Back to the tirade. There are also those people (which seems to happen more often than not) that only have one form of contact with you. They only stay in touch with you through texting, email, IM, or send messages via popular websites. The internet is truly a wonderful way to stay connected. The issue I have is when you see them in person and nothing happens. Absolutely nothing! They don’t act like you’re there. They don’t make an effort to acknowledge your existence. What the freak is that all about? Am I only good enough to talk to you where others can’t see? Am I that scary in person? I admit, I could bite a person’s leg off, but that’s reserved for special cases. It hurts me to feel like I’m only good enough to talk to via the internet.
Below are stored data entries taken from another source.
use std::io::{Read, Write};
use std::net::TcpStream;

fn main() {
    let mut s = TcpStream::connect("127.0.0.1:6400").expect("connect");
    let cmd = b"*3\r\n$3\r\nSET\r\n$5\r\nhello\r\n$5\r\nworld\r\n";
    s.write_all(cmd).unwrap();

    let mut buf = [0u8; 128];
    let n = s.read(&mut buf).unwrap();
    print!("{}", String::from_utf8_lossy(&buf[..n]));

    let cmd = b"*3\r\n$4\r\nMGET\r\n$5\r\nhello\r\n$3\r\nfoo\r\n";
    s.write_all(cmd).unwrap();
    let n = s.read(&mut buf).unwrap();
    print!("{}", String::from_utf8_lossy(&buf[..n]));
}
I think friendship should be more than that. The sad thing is that most of these friends probably don't realize that they are doing this.

Again, I apologize if you are offended by this blog. I am merely frustrated. If indeed you are offended, maybe you should make some changes or talk to me and I'll help you amend those blunders which are most likely unintentional. Usually when I’m insulted by something, it’s because it holds some truth and I recognize things that I need to work on (though I usually hate to admit it.). If you have found humor in this rant, then I am happy to oblige. Now I must get off this soul-sucker before I have nothing left.

Sunday, June 15, 2008

Happy Father's Day

I have had no desire to blog as of late. There is an abundant supply of things to write about, but I have unfortunately not been in the “blogging” frame of mind. However, like my friend Confuzzled, I believe in equality. In fact, my parents have consistently exemplified the importance of equality since I can remember. I wrote a blog in honor of my mom on Mother’s Day; hence, I will do the same for my dad.

My dad is an engineer. It is apparent in every way. From his “I Geek Therefore I Am” shirt to his dry (and hilarious) sense of humor, his mannerisms reveal his career choice impeccably. He has always supported me in my extracurricular activities by attending plays and concerts. One of the many things I love about him is that he can make anything. It may take him a while, but he has a stubborn streak that…reminds me of myself. He will work around the clock until he gets it right. For example, when I was little we had a kitten. She lived in the garage. The winter months soon came upon us. It was bitter cold and we were worried about our little feline. So my dad took a Saturday and created a Kitty-Condo. It was a box with blankets and such. Now, you’re probably saying, “Gee, that’s swell. That’s what everyone has.” No, this wasn’t just any box with blankets; it was heated. He had created an electric panel that sat under the insulated box. It wasn’t hot enough to cause a fire, but it did create a safe haven for our furry family member. The only problem, it was the envy of the neighborhood cats. We shooed more cats out of our garage that year than I can remember. He is also one of the most intelligent men I know. Any question I have, he has an answer or knows where to find one. Most of the time, he knows the answer. I am personally grateful for the priesthood that he worthily holds. It is so wonderful to have close access to someone that can give blessings. I have used it many times and he’s there when I really need him. He has a strong testimony of the Savior. He is so knowledgeable about the gospel that it astounds me. I am so grateful for his example and for the love that he’s shown me.

Thank you for everything, Dad. I, also, love you more than life itself!